Speaker
Description
The Wendelstein 7-X fusion experiment is an optimized stellarator, equipped with more than 60 different diagnostic systems. Many of those diagnostics comprise optical and/or infrared spectrum sensor arrays of various technologies (cameras). In order to enable full compliance with accepted scientific methods, all data generated by these systems (during experiments) are stored in the W7-X ArchiveDB for 10+ years.
Prior to the operational phase OP2.1 conducted in 2022/23, all video data acquired by W7-X diagnostics has been stored in W7-X ArchiveDB as raw, uncompressed data. A growing number of cameras and camera based systems, rising frame rates and special resolutions induced challenges both in terms of network bandwidth and storage capacity. Increasing experiment run times to 30 minutes and above, combined with the ensuing necessity to ingest the video data into the archive in real time amplify these issues even further.
While other institutions chose to opt for storage of only selected data and doing so utilizing lossy of-the-shelf video compression schemes optimized around human perception, both approaches were deemed unacceptable by scientists at Wendelstein 7-X. After a detailed analysis of available open source and commercially available compression software, no pre-existing solution for all requirements could be found in the market.

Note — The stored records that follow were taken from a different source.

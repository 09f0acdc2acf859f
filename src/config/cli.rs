use std::time::Duration;

use clap::Parser;

/// Command line flags. Validation happens in [`super::app_config::load_config`].
#[derive(Debug, Clone, Parser)]
#[command(
    version,
    about = "Measure per-phase HTTP latency (DNS, connect, TLS, TTFB, total) of a URL."
)]
pub struct Cli {
    /// URL to test
    #[arg(long, env = "OXYTIME_URL")]
    pub url: Option<String>,

    /// Output format (jsonl, csv)
    #[arg(long = "out", default_value = "jsonl")]
    pub out: String,

    /// Log level (trace, debug, info, warn, error, fatal)
    #[arg(long = "log", default_value = "info")]
    pub log: String,

    /// Concurrent tests to run
    #[arg(long, default_value_t = 10)]
    pub concurrent: usize,

    /// Total tests to run
    #[arg(long, default_value_t = 10)]
    pub total: usize,

    /// Deadline for a single test (e.g. 500ms, 30s)
    #[arg(long, default_value = "30s", value_parser = humantime::parse_duration)]
    pub timeout: Duration,

    /// Comma separated DNS servers to query; the system configuration is used when empty
    #[arg(long = "dns-hosts", env = "DNS_HOSTS", value_delimiter = ',')]
    pub dns_hosts: Vec<String>,
}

Consequently, researchers at W7-X teamed up with compression experts at Google Research to define a customized algorithm and data format. The core requirements were:
- to enable lossless retrieval of the originally acquired data,
- to achieve high throughput real time compression,
- to provide reasonable compression ratios, ideally below 50%,
- to be optimized for compressing the specific real-world data of the camera systems employed at W7-X,
- to well support the most common use cases in both data acquisition and retrieval at Wendelstein.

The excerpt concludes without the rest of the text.